3D Printing/Scanning



Chainmail is a unique material: matalic, but flexible; hard, but lets some things pass through; bendable in some directions, but not others. The special material properties of chainmail (or just mail) is not just given my the material that it's made of. The shape also plays an important role in how it behaves. Mail consists of numerous rings (called links) that loop around each other in a way that forms a fabric type material. It was often seen in armor centuries ago, and gave the user more flexibility and breathebility, as compared to more rigid designs.
Below is a patch of stainless butted mail I made in the past. This is the style that I am mimicking on the 3D printer. It is a traditional 4-in-1 weave, meaning every link has 4 other links looped into it. Many other weaves exist, but this seemed to me like the most printable type.

The most difficult design of the printed mail was making sure that the links would not intersect themselves. I could not simply reproduce the round link mail (as in the mail above) because there would be almost no contact between the links and the print bed. Somehow I needed to maximize the contact area with the print bed, but keep the links seperate. Below is the design I created

80 of these individual links form the assembly that I printed, giving a total area of about 4"x4". I made them into an assembly in Solidworks, and exported it as an STL to generate the file for the 3D printer. My first print attempt had no brim, so the links easily seperated from the bed, ruining the build. My next attempt had a brim, which helped in 2 ways. First it increased the contact area for each link. Also, it joined each link together on the first layer, making it like 1 large part, instead of many small parts. Below is what the first layer looked like with the brim.
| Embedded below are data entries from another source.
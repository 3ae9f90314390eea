//! CI/CD variable tools
//!
//! Variables live on projects and groups; the namespace scope is resolved per
//! call.

use crate::catalog::Entity;
use crate::error::ToolError;
use crate::gitlab::{GitLabClient, resolve_namespace};
use crate::tools::EntityRegistry;
use crate::tools::definitions::core::insert_opt;
use crate::tools::executor::{ToolContext, ToolExecutor, ToolOutput};
use crate::util::QueryBuilder;
use async_trait::async_trait;
use gitlab_mcp_macros::gitlab_tool;
use serde_json::{Value, json};

/// Read CI/CD variables
#[gitlab_tool(
    name = "browse_variables",
    description = "List CI/CD variables of a project or group, or get one variable by key",
    entity = "variables"
)]
#[serde(tag = "action", rename_all = "snake_case")]
pub enum BrowseVariables {
    /// List variables
    #[action(read)]
    List {
        /// Project or group ID or path
        namespace: String,
        #[serde(default)]
        per_page: Option<u32>,
        #[serde(default)]
        page: Option<u32>,
    },
    /// Get a variable
    #[action(read)]
    Get {
        namespace: String,
        key: String,
        /// Environment scope, for projects with scoped variables
        #[serde(default)]
        environment_scope: Option<String>,
    },
}

#[async_trait]
impl ToolExecutor for BrowseVariables {
    async fn execute(&self, ctx: &ToolContext) -> Result<ToolOutput, ToolError> {
        let (namespace, suffix) = match self {
            Self::List {
                namespace,
                per_page,
                page,
            } => {
                let query = QueryBuilder::new()
                    .optional("per_page", per_page.map(|p| p.min(100)))
                    .optional("page", *page)
                    .build();
                (namespace, format!("variables{}", query))
            }
            Self::Get {
                namespace,
                key,
                environment_scope,
            } => (namespace, variable_suffix(key, environment_scope.as_deref())),
        };

        let ns = resolve_namespace(&ctx.gitlab, namespace).await?;
        let result: Value = ctx.gitlab.get(&ns.path(&suffix)).await?;
        ToolOutput::json_value(result)
    }
}

/// Create, update or delete CI/CD variables
#[gitlab_tool(
    name = "manage_variable",
    description = "Create, update or delete CI/CD variables of a project or group",
    entity = "variables"
)]
#[serde(tag = "action", rename_all = "snake_case")]
pub enum ManageVariable {
    /// Create a variable
    #[action(write)]
    Create {
        namespace: String,
        key: String,
        value: String,
        /// env_var (default) or file
        #[serde(default)]
        variable_type: Option<String>,
        #[serde(default)]
        protected: Option<bool>,
        #[serde(default)]
        masked: Option<bool>,
        /// Expand `$VAR` references (default true)
        #[serde(default)]
        raw: Option<bool>,
        #[serde(default)]
        environment_scope: Option<String>,
        #[serde(default)]
        description: Option<String>,
    },
    /// Update a variable
    #[action(write)]
    Update {
        namespace: String,
        key: String,
        #[serde(default)]
        value: Option<String>,
        #[serde(default)]
        variable_type: Option<String>,
        #[serde(default)]
        protected: Option<bool>,
        #[serde(default)]
        masked: Option<bool>,
        #[serde(default)]
        raw: Option<bool>,
        /// Scope of the variable to update
        #[serde(default)]
        environment_scope: Option<String>,
        #[serde(default)]
        description: Option<String>,
    },
    /// Delete a variable
    #[action(delete)]
    Delete {
        namespace: String,
        key: String,
        #[serde(default)]
        environment_scope: Option<String>,
    },
}

#[async_trait]
impl ToolExecutor for ManageVariable {
    async fn execute(&self, ctx: &ToolContext) -> Result<ToolOutput, ToolError> {
        let result: Value = match self {
            Self::Create {
                namespace,
                key,
                value,
                variable_type,
                protected,
                masked,
                raw,
                environment_scope,
                description,
            } => {
                let ns = resolve_namespace(&ctx.gitlab, namespace).await?;
                let mut body = json!({ "key": key, "value": value });
                insert_opt(&mut body, "variable_type", variable_type.as_deref());
                insert_opt(&mut body, "protected", *protected);
                insert_opt(&mut body, "masked", *masked);
                insert_opt(&mut body, "raw", *raw);
                insert_opt(&mut body, "environment_scope", environment_scope.as_deref());
                insert_opt(&mut body, "description", description.as_deref());
                ctx.gitlab.post(&ns.path("variables"), &body).await?
            }
            Self::Update {
                namespace,
                key,
                value,
                variable_type,
                protected,
                masked,
                raw,
                environment_scope,
                description,
            } => {
                let ns = resolve_namespace(&ctx.gitlab, namespace).await?;
                let mut body = json!({});
                insert_opt(&mut body, "value", value.as_deref());
                insert_opt(&mut body, "variable_type", variable_type.as_deref());
                insert_opt(&mut body, "protected", *protected);
                insert_opt(&mut body, "masked", *masked);
                insert_opt(&mut body, "raw", *raw);
                insert_opt(&mut body, "description", description.as_deref());
                let suffix = variable_suffix(key, environment_scope.as_deref());
                ctx.gitlab.put(&ns.path(&suffix), &body).await?
            }
            Self::Delete {
                namespace,
                key,
                environment_scope,
            } => {
                let ns = resolve_namespace(&ctx.gitlab, namespace).await?;
                let suffix = variable_suffix(key, environment_scope.as_deref());
                ctx.gitlab.delete(&ns.path(&suffix)).await?
            }
        };

        ToolOutput::json_value(result)
    }
}

/// `variables/<key>` with the optional `filter[environment_scope]`
fn variable_suffix(key: &str, environment_scope: Option<&str>) -> String {
    let query = QueryBuilder::new()
        .optional("filter[environment_scope]", environment_scope)
        .build();
    format!("variables/{}{}", GitLabClient::encode_path(key), query)
}

pub fn registry() -> EntityRegistry {
    let mut registry = EntityRegistry::new(Entity::Variables);
    registry
        .register::<BrowseVariables>()
        .register::<ManageVariable>();
    registry
}

#[cfg(test)]
mod tests {
    use super::*;

    #[test]
    fn test_variable_suffix() {
        assert_eq!(variable_suffix("API_KEY", None), "variables/API_KEY");
        assert_eq!(
            variable_suffix("API_KEY", Some("production")),
            "variables/API_KEY?filter[environment_scope]=production"
        );
    }
}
Below is an image of the completed print. It still has the brim (which took a lot of effort to remove). A few links had trouble bridging, and I plan to make some more improvements in future revisions. By arching the top of each link it shouldn't affect the behavior of the mail, but it should stop the messy bridging. I would also want to print the links with close to 100% infill (rather than 10%), because the links feel especially fragile. It wouldn't take an enormous amount of material becasue the links are thin, but I think it would increase the quality of the build.

Overall, I think the most challenging part of this build was the design. It took a lot of guess-and-check style tweaking to get the links to fit together properly.

Scanning with Meshroom



Above is the 3D scan I was able to create of my brass rat using Meshroom. I fed Meshroom over 100 images of my brass rat, and it was able to somewhat recreate a 3D model of one of the shanks. It struggled with the overall shape of the ring, but it was able to put together one of the sides. Below is an image of my actual BrassRat.